2. B20.8 is als nieuwe bepaling ingevoerd in directe samenhang met B17.2. Zie de toelichting aldaar. Omdat het hier om een situatie van ontheffing gaat, dient deze bepaling in B20 te staan.

3. B20 kent aldus twee situaties waarin ontheffing is voorgeschreven: de situatie van losmaking die twee jaar heeft geduurd zonder een nieuw beroep (B20.2) en de situatie van blijvende ongeschiktheid voor het predikantsambt, terwijl de predikant wel geschikt is bevonden voor andere passende arbeid (B20.8).

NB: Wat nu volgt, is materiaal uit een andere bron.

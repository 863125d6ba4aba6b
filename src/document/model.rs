//! ConfigDocument struct definition.

use super::types::DarkModeStrategy;
use crate::animation::{AnimationBinding, Keyframe};
use crate::palette::ColorValue;
use serde::{Serialize, Serializer};
use std::collections::BTreeMap;

/// A resolved style configuration document.
///
/// Built once by loading a source over a base (usually the built-in
/// defaults) and read-only afterwards. Leaf values (hex colours, keyframe
/// offsets, shorthands) are validated by their types; cross-field
/// invariants are checked by [`ConfigDocument::validate`].
///
/// `Default` is the empty document, the identity for
/// [`merge`](crate::merge::merge).
#[derive(Debug, Clone, Default, PartialEq, Eq, Serialize)]
#[serde(rename_all = "camelCase")]
pub struct ConfigDocument {
    /// Path patterns of files scanned for class usage. A leading `!` excludes.
    pub content_globs: Vec<String>,

    /// Declared dark-mode strategy; `None` reads as the default.
    #[serde(
        rename = "darkModeStrategy",
        serialize_with = "serialize_dark_mode"
    )]
    pub dark_mode: Option<DarkModeStrategy>,

    /// Colour role name -> single colour or shade scale.
    pub color_palette: BTreeMap<String, ColorValue>,

    /// Animation name -> keyframe set.
    pub keyframes: BTreeMap<String, Keyframe>,

    /// Shorthand name -> parsed shorthand.
    pub animation_bindings: BTreeMap<String, AnimationBinding>,

    /// Plugin identifiers, resolved by the consuming build tool.
    pub plugins: Vec<String>,
}

fn serialize_dark_mode<S: Serializer>(
    value: &Option<DarkModeStrategy>,
    serializer: S,
) -> Result<S::Ok, S::Error> {
    value.unwrap_or_default().serialize(serializer)
}
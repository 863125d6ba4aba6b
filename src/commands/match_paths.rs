//! Implementation of the `stylecfg match` command.
//!
//! Prints `scan` or `skip` for each path, followed by the include pattern
//! that selected it.

use crate::cli::MatchArgs;
use stylecfg::{ContentMatcher, Result, load_file};

pub fn cmd_match(args: MatchArgs) -> Result<()> {
    let doc = load_file(&args.config)?;
    let matcher = ContentMatcher::from_document(&doc)?;

    for path in &args.paths {
        println!("{}", classify(&matcher, path));
    }
    Ok(())
}

fn classify(matcher: &ContentMatcher, path: &str) -> String {
    match matcher.matching_pattern(path) {
        Some(pattern) => format!("scan\t{}\t{}", path, pattern),
        None => format!("skip\t{}", path),
    }
}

4. Er zijn relatief veel reacties gekomen op B20.3 met als teneur dat de bewoordingen en strekking vaag en onduidelijk zijn: wat zijn “buitengewone omstandigheden”, wat zijn de “andere gevallen”, wat zijn “de eisen van het predikantschap”, etc. Gelet hierop hebben wij B20.1 en B20.3 samengevoegd in een nieuw vereenvoudigd B20.3. Of de ontheffing nu gevraagd wordt door de predikant (B20.1 in WO-2) of aan de orde is op initiatief van de kerkenraad (B20.3 in WO-2), het gaat er om dat hiervan een uiterst terughoudend gebruik moet worden gemaakt. Als er geen gewichtige redenen zijn, behoort ontheffing van het ambt niet te worden toegepast. Het zou dan in strijd brengen met de ambtsdienst als levenstaak. Dat is ook de lijn van art. 15 KO1978 c.q. B13.

5. B20.4 is weer opgenomen in de tekst van de KO. Ook hier geldt dat de kerkenraad beslist en dat de vereiste goedkeuring van de classis als essentiële waarborg geldt voor een zorgvuldige hantering van deze maatregel.

6. B20.7: de verwijzing naar de GRP vervalt. Dit is nu geregeld in B23.1.